I am not going to name it here, but some readers may know or figure out what I’m talking about, and how do you warn for spoilers when you’re not even naming a particular fanwork?

Oh well… weird pseudo-spoiler warning provided… sort of.

Still with me?

Right, so this story, which is basically an evocative, sexy, glorious historical novel in its own right, is beautifully written and made me love and care about these characters and—sometimes rather obsessively—check to see if new chapters were up.

And then the ending came along and soured my enjoyment to a painful degree.

Now, I can be as satisfyingly heart-wrenched by an unhappy ending as anyone else. I’ve written a few unhappily ever afters myself, and the story in question is the tale of a gay male couple in love at a time and place where gay male couples couldn’t really be openly in love, so the makings of tragedy were there from the get-go. But this ending tragedy (in which… here are the spoilers… our heroes never get to live their lives together and one of them dies unexpectedly, leaving the other old and alone without a chance to say goodbye) was the worst kind of disappointment, and is making me think about how tragic endings (or perhaps even Tragick Endings) are a knife-edge type deal.

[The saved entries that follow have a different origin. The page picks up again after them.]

//! Solver-facing storage and the reference in-memory solver
//!
//! Emitters never own particle storage. A solver hands out global indices
//! into its flat per-particle arrays, and every actor writes only the slots
//! it was given. [`ParticleSolver`] is the seam an emitter talks to; [`Solver`]
//! is a plain in-memory implementation that integrates particles ballistically
//! and is enough to drive headless simulations and tests.

use std::fmt;

use glam::{Mat4, Vec3, Vec4};
#[cfg(feature = "serde")]
use serde::{Deserialize, Serialize};

use crate::error::{EmitterError, Result};

/// Dimensionality the solver simulates in
#[derive(Debug, Clone, Copy, PartialEq, Eq, Hash, Default)]
#[cfg_attr(feature = "serde", derive(Serialize, Deserialize))]
pub enum SolverMode {
    /// Planar simulation, particles are discs
    #[cfg_attr(feature = "serde", serde(rename = "2d"))]
    Mode2D,
    /// Volumetric simulation, particles are spheres
    #[default]
    #[cfg_attr(feature = "serde", serde(rename = "3d"))]
    Mode3D,
}

impl SolverMode {
    /// Number of spatial dimensions
    pub fn dimensions(self) -> i32 {
        match self {
            Self::Mode2D => 2,
            Self::Mode3D => 3,
        }
    }
}

/// Global solver parameters
#[derive(Debug, Clone, PartialEq)]
#[cfg_attr(feature = "serde", derive(Serialize, Deserialize))]
#[cfg_attr(feature = "serde", serde(default))]
pub struct SolverParameters {
    /// Simulation dimensionality
    pub mode: SolverMode,
    /// Duration of one fixed simulation step in seconds
    pub fixed_step: f32,
    /// Constant acceleration applied to every dynamic particle
    pub gravity: Vec3,
    /// Velocity damping per second (0 = none, 1 = full stop)
    pub damping: f32,
    /// Transform from world space into solver space
    pub world_to_solver: Mat4,
}

impl Default for SolverParameters {
    fn default() -> Self {
        Self {
            mode: SolverMode::Mode3D,
            fixed_step: 0.02,
            gravity: Vec3::new(0.0, -9.81, 0.0),
            damping: 0.0,
            world_to_solver: Mat4::IDENTITY,
        }
    }
}

/// Identifier of an actor (emitter, cloth, rope...) that owns solver slots
#[derive(Debug, Clone, Copy, PartialEq, Eq, Hash, PartialOrd, Ord)]
pub struct ActorId(pub u32);

impl fmt::Display for ActorId {
    fn fmt(&self, f: &mut fmt::Formatter<'_>) -> fmt::Result {
        write!(f, "actor#{}", self.0)
    }
}

/// Back-reference from a global solver index to the actor slot using it
#[derive(Debug, Clone, Copy, PartialEq, Eq)]
pub struct ParticleOwner {
    /// Actor owning the slot
    pub actor: ActorId,
    /// Index of the particle inside the actor
    pub index_in_actor: usize,
}

/// Flat per-particle arrays, indexed by global solver index
#[derive(Debug, Clone, Default)]
pub struct ParticleArrays {
    pub positions: Vec<Vec3>,
    pub velocities: Vec<Vec3>,
    pub inv_masses: Vec<f32>,
    pub radii: Vec<f32>,
    pub phases: Vec<i32>,
    pub smoothing_radii: Vec<f32>,
    pub rest_densities: Vec<f32>,
    pub viscosities: Vec<f32>,
    pub surface_tension: Vec<f32>,
    pub buoyancies: Vec<f32>,
    pub atmospheric_drag: Vec<f32>,
    pub atmospheric_pressure: Vec<f32>,
    pub diffusion: Vec<f32>,
    /// Four free channels per particle, diffused by the fluid solver
    pub user_data: Vec<Vec4>,
    pub active: Vec<bool>,
}

impl ParticleArrays {
    /// Create zeroed storage for `capacity` particles
    pub fn with_capacity(capacity: usize) -> Self {
        Self {
            positions: vec![Vec3::ZERO; capacity],
            velocities: vec![Vec3::ZERO; capacity],
            inv_masses: vec![0.0; capacity],
            radii: vec![0.0; capacity],
            phases: vec![0; capacity],
            smoothing_radii: vec![0.0; capacity],
            rest_densities: vec![0.0; capacity],
            viscosities: vec![0.0; capacity],
            surface_tension: vec![0.0; capacity],
            buoyancies: vec![0.0; capacity],
            atmospheric_drag: vec![0.0; capacity],
            atmospheric_pressure: vec![0.0; capacity],
            diffusion: vec![0.0; capacity],
            user_data: vec![Vec4::ZERO; capacity],
            active: vec![false; capacity],
        }
    }

    /// Number of slots
    pub fn len(&self) -> usize {
        self.positions.len()
    }

    /// Whether there are no slots at all
    pub fn is_empty(&self) -> bool {
        self.positions.is_empty()
    }

    /// Zero out a single slot
    pub fn clear_slot(&mut self, index: usize) {
        self.positions[index] = Vec3::ZERO;
        self.velocities[index] = Vec3::ZERO;
        self.inv_masses[index] = 0.0;
        self.radii[index] = 0.0;
        self.phases[index] = 0;
        self.smoothing_radii[index] = 0.0;
        self.rest_densities[index] = 0.0;
        self.viscosities[index] = 0.0;
        self.surface_tension[index] = 0.0;
        self.buoyancies[index] = 0.0;
        self.atmospheric_drag[index] = 0.0;
        self.atmospheric_pressure[index] = 0.0;
        self.diffusion[index] = 0.0;
        self.user_data[index] = Vec4::ZERO;
        self.active[index] = false;
    }
}

/// Services a solver provides to the actors attached to it
pub trait ParticleSolver {
    /// Current global parameters
    fn parameters(&self) -> &SolverParameters;

    /// Reserve `count` slots for `actor`, returning their global indices.
    ///
    /// Local index `i` of the actor maps to element `i` of the result.
    fn allocate(&mut self, actor: ActorId, count: usize) -> Result<Vec<usize>>;

    /// Give slots back to the solver
    fn release(&mut self, indices: &[usize]);

    /// Per-particle storage
    fn particles(&self) -> &ParticleArrays;

    /// Mutable per-particle storage
    fn particles_mut(&mut self) -> &mut ParticleArrays;

    /// Which actor slot a global index belongs to
    fn owner(&self, index: usize) -> Option<ParticleOwner>;

    /// Rewrite the back-reference of a global index
    fn set_owner(&mut self, index: usize, owner: ParticleOwner);

    /// Publish the active flags of an actor's slots
    fn push_active_status(&mut self, indices: &[usize], active: &[bool]) {
        let arrays = self.particles_mut();
        for (&index, &flag) in indices.iter().zip(active) {
            arrays.active[index] = flag;
        }
    }
}

/// In-memory solver with free-list slot allocation
#[derive(Debug, Clone)]
pub struct Solver {
    parameters: SolverParameters,
    arrays: ParticleArrays,
    owners: Vec<Option<ParticleOwner>>,
    free: Vec<usize>,
    active_pushes: u64,
}

impl Solver {
    /// Create a solver able to hold `capacity` particles
    pub fn new(capacity: usize, parameters: SolverParameters) -> Self {
        Self {
            parameters,
            arrays: ParticleArrays::with_capacity(capacity),
            owners: vec![None; capacity],
            // popped from the back, so low indices are handed out first
            free: (0..capacity).rev().collect(),
            active_pushes: 0,
        }
    }

    /// Total number of slots
    pub fn capacity(&self) -> usize {
        self.arrays.len()
    }

    /// Number of slots not owned by any actor
    pub fn free_count(&self) -> usize {
        self.free.len()
    }

    /// Number of slots currently flagged active
    pub fn active_particle_count(&self) -> usize {
        self.arrays.active.iter().filter(|&&a| a).count()
    }

    /// How many times actors pushed their active status
    pub fn active_pushes(&self) -> u64 {
        self.active_pushes
    }

    /// Replace the global parameters.
    ///
    /// The caller is responsible for notifying attached actors afterwards.
    pub fn set_parameters(&mut self, parameters: SolverParameters) {
        log::debug!(
            "Solver parameters changed: mode={:?} fixed_step={}",
            parameters.mode,
            parameters.fixed_step
        );
        self.parameters = parameters;
    }

    /// Integrate active dynamic particles over `dt` seconds.
    ///
    /// Plain semi-implicit Euler with gravity and damping. No constraints are
    /// solved here.
    pub fn advance(&mut self, dt: f32) {
        if dt <= 0.0 {
            return;
        }

        let gravity = self.parameters.gravity;
        let damping = (1.0 - self.parameters.damping).clamp(0.0, 1.0).powf(dt);
        let arrays = &mut self.arrays;

        for i in 0..arrays.len() {
            if !arrays.active[i] || arrays.inv_masses[i] <= 0.0 {
                continue;
            }
            let velocity = (arrays.velocities[i] + gravity * dt) * damping;
            arrays.velocities[i] = velocity;
            arrays.positions[i] += velocity * dt;
        }
    }
}

impl ParticleSolver for Solver {
    fn parameters(&self) -> &SolverParameters {
        &self.parameters
    }

    fn allocate(&mut self, actor: ActorId, count: usize) -> Result<Vec<usize>> {
        if count > self.free.len() {
            return Err(EmitterError::SolverFull {
                requested: count,
                available: self.free.len(),
            });
        }

        let split = self.free.len() - count;
        let mut indices = self.free.split_off(split);
        indices.reverse();

        for (local, &global) in indices.iter().enumerate() {
            self.arrays.clear_slot(global);
            self.owners[global] = Some(ParticleOwner {
                actor,
                index_in_actor: local,
            });
        }

        log::debug!("Allocated {} solver slots for {}", count, actor);
        Ok(indices)
    }

    fn release(&mut self, indices: &[usize]) {
        for &index in indices {
            if self.owners[index].take().is_some() {
                self.arrays.clear_slot(index);
                self.free.push(index);
            }
        }
        log::debug!("Released {} solver slots", indices.len());
    }

    fn particles(&self) -> &ParticleArrays {
        &self.arrays
    }

    fn particles_mut(&mut self) -> &mut ParticleArrays {
        &mut self.arrays
    }

    fn owner(&self, index: usize) -> Option<ParticleOwner> {
        self.owners.get(index).copied().flatten()
    }

    fn set_owner(&mut self, index: usize, owner: ParticleOwner) {
        self.owners[index] = Some(owner);
    }

    fn push_active_status(&mut self, indices: &[usize], active: &[bool]) {
        for (&index, &flag) in indices.iter().zip(active) {
            self.arrays.active[index] = flag;
        }
        self.active_pushes += 1;
    }
}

Just the right amount of tragedy or a set of convincing and well-thought-out reasons why things come out badly in the end, and you’ve got a story that sticks in the reader’s mind and tugs just right at the heartstrings. But too much and/or needless tragedy, and you leave a bad taste in the reader’s mouth.

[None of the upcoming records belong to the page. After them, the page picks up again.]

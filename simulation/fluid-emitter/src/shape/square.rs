//! Rectangular grid emission

use glam::{Mat4, Vec2, Vec3, Vec4};

use super::{EmitterShape, ShapeFrame};
use crate::distribution::SpawnPoint;

/// Rectangle centered on the origin of the local XY plane, emitting along +Z
#[derive(Debug, Clone)]
pub struct SquareShape {
    frame: ShapeFrame,
    /// Width and height
    pub size: Vec2,
}

impl SquareShape {
    pub fn new(size: Vec2, local_to_world: Mat4) -> Self {
        Self {
            frame: ShapeFrame::new(local_to_world),
            size,
        }
    }
}

impl EmitterShape for SquareShape {
    fn frame(&self) -> &ShapeFrame {
        &self.frame
    }

    fn frame_mut(&mut self) -> &mut ShapeFrame {
        &mut self.frame
    }

    fn sample(&self, particle_size: f32) -> Vec<SpawnPoint> {
        let size = self.size.max(Vec2::ZERO);
        let columns = ((size.x / particle_size) as usize).max(1);
        let rows = ((size.y / particle_size) as usize).max(1);
        let step = Vec2::new(size.x / columns as f32, size.y / rows as f32);
        let corner = -size * 0.5;

        let mut points = Vec::with_capacity(columns * rows);
        for row in 0..rows {
            for column in 0..columns {
                let offset = corner + step * Vec2::new(column as f32 + 0.5, row as f32 + 0.5);
                points.push(SpawnPoint::new(offset.extend(0.0), Vec3::Z, Vec4::ONE));
            }
        }
        points
    }
}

The kicker with this story is that it seemed to be leading to a satisfying happy end. It had plot devices cleverly in place that were foreshadowing a happier eventuality (the one I really honestly thought was going to happen) and it’s written in the style of novels like Georgette Heyer’s or Jane Austen’s, in which, to borrow an apt quote from Becoming Jane, the ‘characters will have, after a little bit of trouble, all that they desire’. And instead, in the very last chapters posted, in one fell swoop, the story turned into a bald, cruel look at how people in similar situations were indeed forced to live and die without happiness, or with only snatched bits of happiness amid lives of subterfuge and deceit.

I know at least one other fannish friend gave up on this story a good long while back out of sadness at this state of affairs. I, caught up in the romance and the beautiful writing and the obvious labor of love that this story was, blithely read on, convinced that I was reading toward a happy (or, at least, a happy-as-is-possible) ending. And some may see the ending as it is as just that.

I, however, cried. Not in a stoic, Single Perfect Tear kind of way. And not in a hyperbolic OMG YR STORY MADE ME CRYYYYYY!!!!!!1 kind of way. No, like tears pouring down my cheeks in shock and sorrow for the death of one fictional character and the loneliness of the other.

And now, whenever I think about the story, despite the 150,000 + words of delightfully twisting plot and nuanced emotional scenes and juicy encounters, I will think about the horrible sadness of the ending and be unable to enjoy earlier bits without remembering what is to come.

In the end, though I freely admit this is one of the more impressive, amazing fanworks I’ve ever seen, I won’t read this story again. And that, to me, is the mark of an Unsuccessful Tragick Ending.

Anyone want to come to the defence of Tragedy? Or of this particular tragedy? Or join in on what I’m hoping will be a sort of catharsis to dispel my blues? As always, feel free.